The function that we use to fit our model is called `emuFit`. It can accept your data in various forms, and here we will show how to use it with data frames as input. Check out the `phyloseq` vignette if you'd like to know how `radEmu` plays with `phyloseq` objects! One version of inputs to `emuFit` are 

  - `formula`: This is a formula telling radEmu what predictors to use in its model. We are using Group, which is an indicator for case (CRC) vs control (CTR). 
  - `data`: A dataframe containing information on our predictors. Recall that here we're only looking observations from the Chinese study. 
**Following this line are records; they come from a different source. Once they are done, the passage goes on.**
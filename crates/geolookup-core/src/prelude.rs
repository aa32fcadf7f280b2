//! geolookup prelude: bring common types and traits into scope for demos.

#![allow(unused_imports)]

pub use crate::error::{GeoError, Result};
pub use crate::geo::{distance_km, initial_bearing_deg, Coord, EARTH_RADIUS_KM};
pub use crate::lookup::{LookupOptions, RankedCity, DEFAULT_LIMIT};
pub use crate::model::{
    CityIndex, CityRecord, DefaultBackend, DefaultCityIndex, IndexStats, StandardBackend,
};
pub use crate::score::{score, MatchTier, DISTANCE_WEIGHT_KM};
pub use crate::taxonomy::{categories_for, find_category, Category, CategoryKind, CATEGORIES};
pub use crate::text::{equals_folded, fold_key};
pub use crate::traits::{DataBackend, NameMatch};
  - `Y`: A matrix or dataframe containing our observed abundance data (e.g., counts or depth measurements). The rows give the observations (samples), and the columns give the categories (taxa/mOTUs). Here we are only considering the observations from the Chinese study and the *Eubacterium*, *Porphyromonas*, *Faecalibacteria*, and *Fusobacterium* genera. Note that `Y` doesn't have to be integer-valued (counts)! 
  
and some optional arguments include 

  - `run_score_tests`: A logical value denoting whether or not to run score tests. Score tests are awesome in their error rate control (including with small sample sizes; though of course larger sample sizes always give better power), but require refitting the model, so can require some compute time.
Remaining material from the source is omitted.